Saved data entries:
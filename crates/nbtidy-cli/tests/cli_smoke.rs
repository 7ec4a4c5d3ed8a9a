use std::fs;
use std::io::Write;
use std::path::Path;
use std::process::{Command, Output, Stdio};

use serde_json::{json, Value};
use tempfile::tempdir;

const NOTEBOOK: &str = r##"{
 "cells": [
  {
   "cell_type": "markdown",
   "id": "m0",
   "metadata": {},
   "source": "# Title"
  },
  {
   "cell_type": "code",
   "execution_count": 5,
   "id": "c1",
   "metadata": {
    "papermill": {
     "status": "completed"
    },
    "tags": []
   },
   "outputs": [
    {
     "name": "stdout",
     "output_type": "stream",
     "text": "a\n"
    },
    {
     "name": "stdout",
     "output_type": "stream",
     "text": "b\n"
    }
   ],
   "source": "print('a'); print('b')"
  }
 ],
 "metadata": {
  "papermill": {
   "parameters": {}
  }
 },
 "nbformat": 4,
 "nbformat_minor": 5
}
"##;

fn nbtidy(args: &[&str], stdin: Option<&str>) -> Output {
    nbtidy_with_env(args, stdin, &[])
}

fn nbtidy_with_env(args: &[&str], stdin: Option<&str>, env: &[(&str, &str)]) -> Output {
    let mut child = Command::new(env!("CARGO_BIN_EXE_nbtidy"))
        .args(args)
        .env_remove("RUST_LOG")
        .envs(env.iter().copied())
        .stdin(Stdio::piped())
        .stdout(Stdio::piped())
        .stderr(Stdio::piped())
        .spawn()
        .expect("spawn nbtidy");
    {
        let mut pipe = child.stdin.take().expect("stdin");
        // Commands that fail before reading stdin close the pipe early.
        let _ = pipe.write_all(stdin.unwrap_or("").as_bytes());
    }
    child.wait_with_output().expect("wait for nbtidy")
}

fn stdout_json(output: &Output) -> Value {
    serde_json::from_slice(&output.stdout).expect("stdout is JSON")
}

fn write_notebook(dir: &Path) -> String {
    let path = dir.join("nb.ipynb");
    fs::write(&path, NOTEBOOK).expect("write notebook");
    path.display().to_string()
}

#[test]
fn merge_outputs_reads_stdin_and_keeps_layout() {
    let output = nbtidy(&["merge-outputs"], Some(NOTEBOOK));
    assert!(output.status.success(), "{}", String::from_utf8_lossy(&output.stderr));
    let text = String::from_utf8(output.stdout.clone()).expect("utf8");
    assert!(text.starts_with("{\n \"cells\": [\n"));
    assert!(text.ends_with("}\n"));
    let value = stdout_json(&output);
    assert_eq!(
        value["cells"][1]["outputs"],
        json!([{"name": "stdout", "output_type": "stream", "text": "a\nb\n"}])
    );
}

#[test]
fn renumber_in_place_reports_changes() {
    let dir = tempdir().expect("tempdir");
    let path = write_notebook(dir.path());
    let output = nbtidy(&["renumber", "-i", &path], None);
    assert!(output.status.success());
    let stderr = String::from_utf8_lossy(&output.stderr);
    assert!(stderr.contains(".cells[1].execution_count: 5 → 1"), "{stderr}");
    let value: Value = serde_json::from_str(&fs::read_to_string(&path).expect("read")).expect("json");
    assert_eq!(value["cells"][1]["execution_count"], json!(1));

    let quiet = nbtidy(&["renumber", "-q", &path], None);
    assert!(quiet.stderr.is_empty());
}

#[test]
fn clean_drops_bookkeeping_ids_and_empty_tags() {
    let output = nbtidy(&["clean", "-n", "2", "-T"], Some(NOTEBOOK));
    assert!(output.status.success());
    let text = String::from_utf8(output.stdout.clone()).expect("utf8");
    assert!(text.starts_with("{\n  \"cells\""));
    assert!(text.ends_with('}'));
    let value = stdout_json(&output);
    assert!(value["metadata"].get("papermill").is_none());
    assert!(value["cells"][1].get("id").is_none());
    assert_eq!(value["cells"][1]["metadata"], json!({}));

    let kept = nbtidy(&["clean", "-I", "-k"], Some(NOTEBOOK));
    let value = stdout_json(&kept);
    assert_eq!(value["cells"][0]["id"], json!("m0"));
    assert_eq!(value["cells"][0]["metadata"], json!({"tags": []}));
}

#[test]
fn fmt_keeps_only_sources() {
    let output = nbtidy(&["fmt", "-s"], Some(NOTEBOOK));
    assert!(output.status.success());
    let value = stdout_json(&output);
    assert_eq!(value["cells"][1], json!({"cell_type": "code", "source": "print('a'); print('b')"}));
    assert_eq!(value["metadata"], json!({}));
}

#[test]
fn cells_prints_raw_source_and_json_slices() {
    let output = nbtidy(&["cells", "-s", "-1"], Some(NOTEBOOK));
    assert!(output.status.success(), "{}", String::from_utf8_lossy(&output.stderr));
    assert_eq!(String::from_utf8_lossy(&output.stdout), "print('a'); print('b')\n");

    let output = nbtidy(&["cells", "-t", "md", "-M", "0:"], Some(NOTEBOOK));
    let value = stdout_json(&output);
    assert_eq!(value, json!([{"cell_type": "markdown", "id": "m0", "source": "# Title"}]));
}

#[test]
fn conflicting_output_options_are_rejected() {
    let dir = tempdir().expect("tempdir");
    let path = write_notebook(dir.path());
    let out = dir.path().join("out.ipynb").display().to_string();

    let both = nbtidy(&["clean", &path, &out, "-o", &out], None);
    assert!(!both.status.success());
    assert!(String::from_utf8_lossy(&both.stderr).contains("nbtidy.out_path_conflict"));

    let in_place_with_out = nbtidy(&["clean", "-i", &path, "-o", &out], None);
    assert!(!in_place_with_out.status.success());

    let in_place_stdin = nbtidy(&["clean", "-i"], Some(NOTEBOOK));
    assert!(!in_place_stdin.status.success());
    assert!(String::from_utf8_lossy(&in_place_stdin.stderr).contains("nbtidy.in_place_stdin"));
}

#[test]
fn compact_input_written_to_a_new_file_gets_default_indent() {
    let dir = tempdir().expect("tempdir");
    let compact = r#"{"cells": [], "metadata": {}, "nbformat": 4, "nbformat_minor": 5}"#;
    let out = dir.path().join("out.ipynb");
    let output = nbtidy(&["clean", "-", &out.display().to_string()], Some(compact));
    assert!(output.status.success());
    let written = fs::read_to_string(&out).expect("read output");
    assert_eq!(written, "{\n \"cells\": [],\n \"metadata\": {},\n \"nbformat\": 4,\n \"nbformat_minor\": 5\n}");
}

#[cfg(unix)]
fn engine_config(dir: &Path, exit_code: i32) -> String {
    let path = dir.join(format!("engine-{exit_code}.yaml"));
    let script = format!("cp \"$0\" \"$1\"; exit {exit_code}");
    let config = json!({
        "engine": {"program": "sh", "args": ["-c", script]},
    });
    // JSON is valid YAML.
    fs::write(&path, config.to_string()).expect("write config");
    path.display().to_string()
}

#[cfg(unix)]
#[test]
fn run_with_successful_engine_cleans_output() {
    let dir = tempdir().expect("tempdir");
    let path = write_notebook(dir.path());
    let config = engine_config(dir.path(), 0);
    let output = nbtidy(&["--config", &config, "run", &path, "-p", "n=3"], None);
    assert!(output.status.success(), "{}", String::from_utf8_lossy(&output.stderr));
    let value = stdout_json(&output);
    assert!(value["metadata"].get("papermill").is_none());
    assert_eq!(value["cells"][1]["outputs"].as_array().map(Vec::len), Some(1));
    assert_eq!(value["cells"][1]["metadata"], json!({"tags": []}));
}

#[cfg(unix)]
#[test]
fn run_with_failing_engine_writes_document_then_fails() {
    let dir = tempdir().expect("tempdir");
    let path = write_notebook(dir.path());
    let out = dir.path().join("out.ipynb");
    let config = engine_config(dir.path(), 3);
    let output = nbtidy(
        &["--config", &config, "run", &path, "-o", &out.display().to_string()],
        None,
    );
    assert!(!output.status.success());
    assert!(out.exists(), "partial document is written");
    assert!(String::from_utf8_lossy(&output.stderr).contains("nbtidy.engine.exit"));
}

#[test]
fn bad_parameter_is_a_usage_error() {
    let dir = tempdir().expect("tempdir");
    let path = write_notebook(dir.path());
    let output = nbtidy(&["run", &path, "-p", "novalue"], None);
    assert!(!output.status.success());
    assert!(String::from_utf8_lossy(&output.stderr).contains("nbtidy.param_format"));
}

#[test]
fn rust_log_controls_logging_without_verbose() {
    let dir = tempdir().expect("tempdir");
    let path = write_notebook(dir.path());

    let quiet = nbtidy(&["merge-outputs", &path], None);
    assert!(quiet.status.success());
    assert!(quiet.stderr.is_empty(), "{}", String::from_utf8_lossy(&quiet.stderr));

    let logged = nbtidy_with_env(&["merge-outputs", &path], None, &[("RUST_LOG", "debug")]);
    assert!(logged.status.success());
    assert!(String::from_utf8_lossy(&logged.stderr).contains("loaded notebook"));

    let verbose = nbtidy(&["-v", "merge-outputs", &path], None);
    assert!(String::from_utf8_lossy(&verbose.stderr).contains("loaded notebook"));
}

#### [ABOUT THIS TASK]
Please show all lines from the entries that contain the word "Title".

#### [SOLUTION TO THIS TASK]
   "source": "# Title"
    assert_eq!(value, json!([{"cell_type": "markdown", "id": "m0", "source": "# Title"}]));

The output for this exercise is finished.